## Available data
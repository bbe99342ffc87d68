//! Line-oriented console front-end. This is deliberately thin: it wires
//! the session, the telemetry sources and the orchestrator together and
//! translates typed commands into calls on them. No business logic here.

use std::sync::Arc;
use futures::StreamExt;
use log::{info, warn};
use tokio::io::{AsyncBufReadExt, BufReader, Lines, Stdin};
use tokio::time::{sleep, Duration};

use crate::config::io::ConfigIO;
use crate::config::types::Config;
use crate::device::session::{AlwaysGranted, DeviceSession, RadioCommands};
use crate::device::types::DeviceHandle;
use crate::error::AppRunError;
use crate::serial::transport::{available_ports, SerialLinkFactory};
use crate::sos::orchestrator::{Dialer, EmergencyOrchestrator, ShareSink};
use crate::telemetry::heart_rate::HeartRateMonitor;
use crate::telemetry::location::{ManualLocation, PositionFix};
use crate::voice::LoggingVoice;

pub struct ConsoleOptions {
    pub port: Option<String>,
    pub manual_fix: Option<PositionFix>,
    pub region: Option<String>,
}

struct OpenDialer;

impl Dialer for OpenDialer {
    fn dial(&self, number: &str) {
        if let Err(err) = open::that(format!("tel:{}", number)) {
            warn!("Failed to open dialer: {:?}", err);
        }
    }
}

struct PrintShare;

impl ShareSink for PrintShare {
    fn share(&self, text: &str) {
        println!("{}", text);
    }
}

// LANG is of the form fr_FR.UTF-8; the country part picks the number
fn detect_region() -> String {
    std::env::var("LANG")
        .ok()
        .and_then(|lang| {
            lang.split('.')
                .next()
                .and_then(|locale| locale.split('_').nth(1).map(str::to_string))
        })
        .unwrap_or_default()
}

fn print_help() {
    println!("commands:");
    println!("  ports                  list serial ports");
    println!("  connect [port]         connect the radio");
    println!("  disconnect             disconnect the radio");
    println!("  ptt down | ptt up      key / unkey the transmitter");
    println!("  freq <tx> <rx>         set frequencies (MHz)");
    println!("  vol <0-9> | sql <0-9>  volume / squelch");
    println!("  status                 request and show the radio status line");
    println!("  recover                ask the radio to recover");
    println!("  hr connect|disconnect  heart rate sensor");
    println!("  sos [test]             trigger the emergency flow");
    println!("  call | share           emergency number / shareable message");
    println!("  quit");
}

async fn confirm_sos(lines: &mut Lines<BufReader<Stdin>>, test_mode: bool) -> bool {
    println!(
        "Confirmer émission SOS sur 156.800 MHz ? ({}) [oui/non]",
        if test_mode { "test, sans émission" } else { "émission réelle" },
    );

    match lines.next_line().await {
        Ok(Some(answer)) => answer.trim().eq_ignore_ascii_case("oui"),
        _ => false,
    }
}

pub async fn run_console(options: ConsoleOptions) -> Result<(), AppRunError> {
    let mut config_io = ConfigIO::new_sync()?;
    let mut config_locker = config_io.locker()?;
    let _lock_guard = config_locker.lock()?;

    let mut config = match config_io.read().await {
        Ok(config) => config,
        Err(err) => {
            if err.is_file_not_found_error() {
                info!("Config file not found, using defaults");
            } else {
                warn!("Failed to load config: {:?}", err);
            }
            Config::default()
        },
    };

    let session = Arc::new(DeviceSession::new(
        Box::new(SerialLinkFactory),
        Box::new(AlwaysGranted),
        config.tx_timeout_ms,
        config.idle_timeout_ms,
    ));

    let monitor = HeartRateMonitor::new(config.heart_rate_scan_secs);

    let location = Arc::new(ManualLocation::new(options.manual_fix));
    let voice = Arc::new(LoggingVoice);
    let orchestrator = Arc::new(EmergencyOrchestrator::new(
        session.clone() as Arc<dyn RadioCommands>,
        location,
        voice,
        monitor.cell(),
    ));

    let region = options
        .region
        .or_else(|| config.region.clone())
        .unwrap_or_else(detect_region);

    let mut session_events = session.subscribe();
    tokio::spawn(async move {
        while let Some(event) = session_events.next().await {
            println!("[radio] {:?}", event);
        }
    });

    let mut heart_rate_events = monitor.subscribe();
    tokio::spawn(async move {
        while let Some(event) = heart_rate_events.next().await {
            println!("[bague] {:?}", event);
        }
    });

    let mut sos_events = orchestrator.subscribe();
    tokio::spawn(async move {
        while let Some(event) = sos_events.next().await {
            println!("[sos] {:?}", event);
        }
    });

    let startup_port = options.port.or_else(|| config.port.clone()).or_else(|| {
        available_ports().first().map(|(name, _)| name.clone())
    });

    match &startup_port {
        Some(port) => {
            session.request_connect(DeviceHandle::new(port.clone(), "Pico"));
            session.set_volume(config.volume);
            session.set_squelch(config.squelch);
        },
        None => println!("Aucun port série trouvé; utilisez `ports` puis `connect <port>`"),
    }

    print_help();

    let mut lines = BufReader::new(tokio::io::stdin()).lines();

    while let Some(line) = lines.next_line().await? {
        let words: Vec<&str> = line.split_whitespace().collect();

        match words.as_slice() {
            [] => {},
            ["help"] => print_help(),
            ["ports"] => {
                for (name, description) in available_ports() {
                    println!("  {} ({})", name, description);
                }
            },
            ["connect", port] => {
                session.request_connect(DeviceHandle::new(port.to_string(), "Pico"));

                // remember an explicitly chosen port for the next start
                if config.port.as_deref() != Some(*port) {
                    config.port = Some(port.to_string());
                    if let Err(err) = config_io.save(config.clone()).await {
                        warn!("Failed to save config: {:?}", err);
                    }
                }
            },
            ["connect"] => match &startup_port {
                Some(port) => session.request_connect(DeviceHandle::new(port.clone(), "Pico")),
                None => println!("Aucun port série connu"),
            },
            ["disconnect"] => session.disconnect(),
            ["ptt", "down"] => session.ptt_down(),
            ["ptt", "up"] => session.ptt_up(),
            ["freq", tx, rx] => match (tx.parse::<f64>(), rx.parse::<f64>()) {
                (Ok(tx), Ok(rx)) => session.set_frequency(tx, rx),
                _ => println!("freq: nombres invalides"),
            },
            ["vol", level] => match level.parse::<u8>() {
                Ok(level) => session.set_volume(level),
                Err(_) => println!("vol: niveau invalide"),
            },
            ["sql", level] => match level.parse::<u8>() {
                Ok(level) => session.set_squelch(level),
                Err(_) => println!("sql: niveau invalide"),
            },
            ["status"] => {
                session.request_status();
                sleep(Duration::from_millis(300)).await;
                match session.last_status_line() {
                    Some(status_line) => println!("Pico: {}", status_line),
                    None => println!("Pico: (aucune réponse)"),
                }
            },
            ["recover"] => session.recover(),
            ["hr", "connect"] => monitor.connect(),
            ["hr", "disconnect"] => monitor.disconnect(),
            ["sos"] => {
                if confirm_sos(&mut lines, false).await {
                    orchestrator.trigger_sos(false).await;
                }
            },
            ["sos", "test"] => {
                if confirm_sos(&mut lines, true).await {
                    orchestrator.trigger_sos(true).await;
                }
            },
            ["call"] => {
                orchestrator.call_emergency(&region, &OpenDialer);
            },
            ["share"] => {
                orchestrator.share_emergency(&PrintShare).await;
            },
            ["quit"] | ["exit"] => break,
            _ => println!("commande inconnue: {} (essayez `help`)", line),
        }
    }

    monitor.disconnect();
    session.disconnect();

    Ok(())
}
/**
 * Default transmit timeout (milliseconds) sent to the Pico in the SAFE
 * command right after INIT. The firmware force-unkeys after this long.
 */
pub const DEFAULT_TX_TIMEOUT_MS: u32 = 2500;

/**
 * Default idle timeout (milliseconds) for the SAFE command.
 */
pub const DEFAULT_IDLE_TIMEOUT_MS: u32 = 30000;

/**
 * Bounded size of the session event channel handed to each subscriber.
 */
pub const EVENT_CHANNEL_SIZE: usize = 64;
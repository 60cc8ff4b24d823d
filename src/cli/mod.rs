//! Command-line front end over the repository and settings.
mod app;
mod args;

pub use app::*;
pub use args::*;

## Task to carry out
A word-for-word copy of the entries, from the first line through the line containing "use std::sync::Arc;", is the whole answer.

## Result for this task
repository bbe99342ffc87d68
//! Line-oriented console front-end. This is deliberately thin: it wires
//! the session, the telemetry sources and the orchestrator together and
//! translates typed commands into calls on them. No business logic here.

use std::sync::Arc;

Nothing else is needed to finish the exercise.